About this exercise — Your job is to write out each record precisely as it stands.

[Stored data entries]
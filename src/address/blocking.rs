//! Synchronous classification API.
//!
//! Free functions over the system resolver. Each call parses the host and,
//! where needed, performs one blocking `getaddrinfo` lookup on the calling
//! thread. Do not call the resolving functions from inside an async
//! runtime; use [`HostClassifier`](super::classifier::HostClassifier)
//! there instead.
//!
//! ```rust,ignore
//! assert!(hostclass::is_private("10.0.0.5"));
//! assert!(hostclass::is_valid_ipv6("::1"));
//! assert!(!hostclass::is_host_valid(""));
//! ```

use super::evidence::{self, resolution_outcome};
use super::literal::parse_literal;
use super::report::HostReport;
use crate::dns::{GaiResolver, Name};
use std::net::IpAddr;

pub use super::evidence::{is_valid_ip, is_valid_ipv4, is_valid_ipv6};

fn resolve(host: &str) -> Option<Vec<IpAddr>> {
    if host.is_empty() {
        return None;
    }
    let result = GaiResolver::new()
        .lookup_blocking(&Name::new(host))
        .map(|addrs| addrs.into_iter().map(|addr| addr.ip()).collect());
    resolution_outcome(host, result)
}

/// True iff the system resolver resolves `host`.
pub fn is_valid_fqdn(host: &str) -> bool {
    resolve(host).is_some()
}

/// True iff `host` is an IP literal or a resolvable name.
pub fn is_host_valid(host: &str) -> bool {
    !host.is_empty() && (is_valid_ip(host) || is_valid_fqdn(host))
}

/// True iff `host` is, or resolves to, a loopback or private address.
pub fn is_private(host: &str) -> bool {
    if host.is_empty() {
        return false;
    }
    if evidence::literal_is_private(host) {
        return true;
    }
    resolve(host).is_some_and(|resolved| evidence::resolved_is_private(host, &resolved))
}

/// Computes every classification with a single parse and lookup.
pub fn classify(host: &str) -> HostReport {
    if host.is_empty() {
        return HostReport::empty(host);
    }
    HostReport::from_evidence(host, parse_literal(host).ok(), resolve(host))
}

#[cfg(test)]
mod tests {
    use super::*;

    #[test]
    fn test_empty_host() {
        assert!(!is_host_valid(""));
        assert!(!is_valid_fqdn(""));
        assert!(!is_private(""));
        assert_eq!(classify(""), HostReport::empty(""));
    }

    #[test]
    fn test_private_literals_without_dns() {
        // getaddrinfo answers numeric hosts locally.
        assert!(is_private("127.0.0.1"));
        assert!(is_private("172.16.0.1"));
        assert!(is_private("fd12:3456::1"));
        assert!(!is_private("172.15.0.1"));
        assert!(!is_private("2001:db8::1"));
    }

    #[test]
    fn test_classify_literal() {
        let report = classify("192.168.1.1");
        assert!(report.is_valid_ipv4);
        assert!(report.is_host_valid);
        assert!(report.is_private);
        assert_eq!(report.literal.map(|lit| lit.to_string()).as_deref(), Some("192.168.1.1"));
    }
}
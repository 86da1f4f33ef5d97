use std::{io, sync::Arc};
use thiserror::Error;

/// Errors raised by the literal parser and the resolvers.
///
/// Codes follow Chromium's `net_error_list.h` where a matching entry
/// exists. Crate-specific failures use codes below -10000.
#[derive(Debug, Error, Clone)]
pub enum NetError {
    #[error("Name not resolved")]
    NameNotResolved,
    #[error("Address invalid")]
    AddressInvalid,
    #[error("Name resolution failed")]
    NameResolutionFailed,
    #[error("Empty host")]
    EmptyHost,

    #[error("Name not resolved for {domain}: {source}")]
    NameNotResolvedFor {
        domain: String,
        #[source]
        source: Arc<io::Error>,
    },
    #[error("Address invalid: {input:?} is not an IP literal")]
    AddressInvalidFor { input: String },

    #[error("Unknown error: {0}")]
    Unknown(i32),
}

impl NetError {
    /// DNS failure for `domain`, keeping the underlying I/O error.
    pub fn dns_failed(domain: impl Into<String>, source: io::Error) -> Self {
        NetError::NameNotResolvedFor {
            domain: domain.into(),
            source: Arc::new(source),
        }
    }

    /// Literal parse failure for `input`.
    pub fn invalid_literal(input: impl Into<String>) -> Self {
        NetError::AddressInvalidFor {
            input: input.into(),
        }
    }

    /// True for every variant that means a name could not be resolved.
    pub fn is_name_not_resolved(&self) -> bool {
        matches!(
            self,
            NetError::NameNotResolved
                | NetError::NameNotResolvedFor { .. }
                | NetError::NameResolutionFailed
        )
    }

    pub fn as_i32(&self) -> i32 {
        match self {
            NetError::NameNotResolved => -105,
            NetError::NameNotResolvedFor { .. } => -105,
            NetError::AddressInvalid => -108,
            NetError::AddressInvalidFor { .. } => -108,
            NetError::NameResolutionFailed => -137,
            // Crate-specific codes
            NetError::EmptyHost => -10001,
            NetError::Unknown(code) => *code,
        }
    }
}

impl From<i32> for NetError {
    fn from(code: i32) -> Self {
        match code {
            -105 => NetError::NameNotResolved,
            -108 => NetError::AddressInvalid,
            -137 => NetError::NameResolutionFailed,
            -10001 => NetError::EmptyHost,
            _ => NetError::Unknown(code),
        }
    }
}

Response to the exercise —
filename src/address/blocking.rs
//! Synchronous classification API.
//!
//! Free functions over the system resolver. Each call parses the host and,
//! where needed, performs one blocking `getaddrinfo` lookup on the calling
//! thread. Do not call the resolving functions from inside an async
//! runtime; use [`HostClassifier`](super::classifier::HostClassifier)
//! there instead.
//!
//! ```rust,ignore
//! assert!(hostclass::is_private("10.0.0.5"));
//! assert!(hostclass::is_valid_ipv6("::1"));
//! assert!(!hostclass::is_host_valid(""));
//! ```

use super::evidence::{self, resolution_outcome};
use super::literal::parse_literal;
use super::report::HostReport;
use crate::dns::{GaiResolver, Name};
use std::net::IpAddr;

pub use super::evidence::{is_valid_ip, is_valid_ipv4, is_valid_ipv6};

fn resolve(host: &str) -> Option<Vec<IpAddr>> {
    if host.is_empty() {
        return None;
    }
    let result = GaiResolver::new()
        .lookup_blocking(&Name::new(host))
        .map(|addrs| addrs.into_iter().map(|addr| addr.ip()).collect());
    resolution_outcome(host, result)
}

/// True iff the system resolver resolves `host`.
pub fn is_valid_fqdn(host: &str) -> bool {
    resolve(host).is_some()
}

/// True iff `host` is an IP literal or a resolvable name.
pub fn is_host_valid(host: &str) -> bool {
    !host.is_empty() && (is_valid_ip(host) || is_valid_fqdn(host))
}

/// True iff `host` is, or resolves to, a loopback or private address.
pub fn is_private(host: &str) -> bool {
    if host.is_empty() {
        return false;
    }
    if evidence::literal_is_private(host) {
        return true;
    }
    resolve(host).is_some_and(|resolved| evidence::resolved_is_private(host, &resolved))
}

/// Computes every classification with a single parse and lookup.
pub fn classify(host: &str) -> HostReport {
    if host.is_empty() {
        return HostReport::empty(host);
    }
    HostReport::from_evidence(host, parse_literal(host).ok(), resolve(host))
}

#[cfg(test)]
mod tests {
    use super::*;

    #[test]
    fn test_empty_host() {
        assert!(!is_host_valid(""));
        assert!(!is_valid_fqdn(""));
        assert!(!is_private(""));
        assert_eq!(classify(""), HostReport::empty(""));
    }

    #[test]
    fn test_private_literals_without_dns() {
        // getaddrinfo answers numeric hosts locally.
        assert!(is_private("127.0.0.1"));
        assert!(is_private("172.16.0.1"));
        assert!(is_private("fd12:3456::1"));
        assert!(!is_private("172.15.0.1"));
        assert!(!is_private("2001:db8::1"));
    }

    #[test]
    fn test_classify_literal() {
        let report = classify("192.168.1.1");
        assert!(report.is_valid_ipv4);
        assert!(report.is_host_valid);
        assert!(report.is_private);
        assert_eq!(report.literal.map(|lit| lit.to_string()).as_deref(), Some("192.168.1.1"));
    }
}
repository 86da1f4f33ef5d97
use std::{io, sync::Arc};
use thiserror::Error;

/// Errors raised by the literal parser and the resolvers.
///
/// Codes follow Chromium's `net_error_list.h` where a matching entry
/// exists. Crate-specific failures use codes below -10000.
#[derive(Debug, Error, Clone)]
pub enum NetError {
    #[error("Name not resolved")]
    NameNotResolved,
    #[error("Address invalid")]
    AddressInvalid,
    #[error("Name resolution failed")]
    NameResolutionFailed,
    #[error("Empty host")]
    EmptyHost,

    #[error("Name not resolved for {domain}: {source}")]
    NameNotResolvedFor {
        domain: String,
        #[source]
        source: Arc<io::Error>,
    },
    #[error("Address invalid: {input:?} is not an IP literal")]
    AddressInvalidFor { input: String },

    #[error("Unknown error: {0}")]
    Unknown(i32),
}

impl NetError {
    /// DNS failure for `domain`, keeping the underlying I/O error.
    pub fn dns_failed(domain: impl Into<String>, source: io::Error) -> Self {
        NetError::NameNotResolvedFor {
            domain: domain.into(),
            source: Arc::new(source),
        }
    }

    /// Literal parse failure for `input`.
    pub fn invalid_literal(input: impl Into<String>) -> Self {
        NetError::AddressInvalidFor {
            input: input.into(),
        }
    }

    /// True for every variant that means a name could not be resolved.
    pub fn is_name_not_resolved(&self) -> bool {
        matches!(
            self,
            NetError::NameNotResolved
                | NetError::NameNotResolvedFor { .. }
                | NetError::NameResolutionFailed
        )
    }

    pub fn as_i32(&self) -> i32 {
        match self {
            NetError::NameNotResolved => -105,
            NetError::NameNotResolvedFor { .. } => -105,
            NetError::AddressInvalid => -108,
            NetError::AddressInvalidFor { .. } => -108,
            NetError::NameResolutionFailed => -137,
            // Crate-specific codes
            NetError::EmptyHost => -10001,
            NetError::Unknown(code) => *code,
        }
    }
}

impl From<i32> for NetError {
    fn from(code: i32) -> Self {
        match code {
            -105 => NetError::NameNotResolved,
            -108 => NetError::AddressInvalid,
            -137 => NetError::NameResolutionFailed,
            -10001 => NetError::EmptyHost,
            _ => NetError::Unknown(code),
        }
    }
}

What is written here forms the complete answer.